いつどこで誰が何をした


僕の前に歩み出て来た柿田。
向かい合うように立つ。
そして傍観しているクラスメイトに向けて口を開く。

「ひかるくんを怖いと思ってるのは私達だけじゃないはずよ!よしき」
「おう」
呼ばれたよしきが校庭の砂に足で一本線を描き始める。


「グループで別れましょう。こんな危険な人と一緒にいたらいつ死ぬかわからないわ!
私達のグループで安全に生き残りたい人はこの線より私側に来て。ひかるくんの方でいつ死ぬかわからない恐怖に耐えるって人はこの線よりひかるくん側に行って!さあ選んで!みんな!」


めんどくさいことを始めた。
よしきは僕と柿田の間に線を引いた。
線より校舎側に立っている柿田。
越田の死体側に立っている僕。

新たなリーダーとして立ち上がった柿田のグループ。
それから今までのゲームで指揮をとっていた枕崎や片桐ではなく…何故か僕のグループ。


「個人で動くのは危ないわよ。どちらかには入った方がいいと思うわ。

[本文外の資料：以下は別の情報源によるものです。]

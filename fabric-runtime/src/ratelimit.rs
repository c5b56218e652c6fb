//! Sliding 60-second call-rate limiter (spec.md §4.6 step 4).
use std::collections::VecDeque;
use std::time::Duration;
use std::time::Instant;

const WINDOW: Duration = Duration::from_secs(60);

/// Tracks Executor invocation timestamps over a trailing 60-second window and reports how long a
/// caller must wait before the window has room for one more call.
pub struct RateLimiter {
    calls: VecDeque<Instant>,
    limit_per_minute: u32,
}

impl RateLimiter {
    pub fn new(limit_per_minute: u32) -> RateLimiter {
        RateLimiter {
            calls: VecDeque::new(),
            limit_per_minute,
        }
    }

    fn evict_expired(&mut self, now: Instant) {
        while let Some(oldest) = self.calls.front() {
            if now.duration_since(*oldest) >= WINDOW {
                self.calls.pop_front();
            } else {
                break;
            }
        }
    }

    /// How long the caller must sleep before a call would be admitted, or `None` if one is
    /// admissible right now (spec.md "if calls/min >= rateLimit, wait until the oldest call ages
    /// out").
    pub fn wait_for(&mut self) -> Option<Duration> {
        let now = Instant::now();
        self.evict_expired(now);
        if (self.calls.len() as u32) < self.limit_per_minute {
            None
        } else {
            let oldest = *self.calls.front().expect("limit_per_minute > 0 implies non-empty");
            Some(WINDOW.saturating_sub(now.duration_since(oldest)))
        }
    }

    /// Record that a call was made, consuming one slot in the window.
    pub fn record_call(&mut self) {
        self.calls.push_back(Instant::now());
    }
}

#[cfg(test)]
mod tests {
    use super::*;

    #[test]
    fn admits_calls_under_the_limit() {
        let mut limiter = RateLimiter::new(3);
        assert!(limiter.wait_for().is_none());
        limiter.record_call();
        assert!(limiter.wait_for().is_none());
        limiter.record_call();
        assert!(limiter.wait_for().is_none());
        limiter.record_call();
        assert!(limiter.wait_for().is_some());
    }

    #[test]
    fn wait_hint_is_bounded_by_the_window() {
        let mut limiter = RateLimiter::new(1);
        limiter.record_call();
        let wait = limiter.wait_for().unwrap();
        assert!(wait <= WINDOW);
    }
}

私の方なら変な考えはしないし、みんなが無事に生き残ることを考える。
でも私のチームに入らなかった人までは守ってあげられないわよ」

何が“守ってあげられない”だよ。
今までに柿田は誰を守ったんだよ。
ただ居ただけじゃないか。


顔を見合わせて困っているクラスメイト。
その中で三谷とよしきが真っ先に柿田の方へ行く。
それに続いて牧村も僕を申し訳なさそうに見ながら柿田側へ線を超えた。
さらに杉山と檜山が顔を見合わせておずおずと柿田の方へ行く。
柿田が当然だと言わんばかりに大きく頷く。

少し間を置いて、渡辺が黙って柿田の方へ行く。
「ありがとう渡辺さん。一緒に頑張りましょう」
「…」
柿田の言葉を無視して、渡辺はスマホを見た。


「すまん、ひかる…」
そう呟いたのは佐滝だった。
尻餅をついたまま呆然としていたが、ゆっくり立ち上がり柿田の方へ行った。
「はづきも一緒ね?」
柿田が少しニヤついて言う。
佐滝は静かに頷いた。

それを見ていた小塚が焦ったように小走りで柿田の方へ行く。
その後ろに続くのは宇佐美。
「あら、ありがとう2人とも」
そう言って意味深に僕を見た。

んーなんかよくわからないけど困ったなぁ。
孤立したらまずいんだけどなぁ。


「…あら?いつまでそこにいるの?早く来て」
柿田が誰かを見て言った。
その目が捉えていたのは…
「片桐くん」
片桐だった。
「昨日の夜話し合ったでしょ?あなたも私の味方だって言ったじゃない」
…片桐。
「…ああ。ごめん、ひかる」
片桐は僕を見ずに下を向いたまま言った。
そしてゆっくりと線を超えて柿田の隣に立つ。


おーっと…
あんまりよろしくない状況な気がする。
あれだけの人数がもし、『誰が』に僕を入れれば僕が選ばれる可能性が高くなる。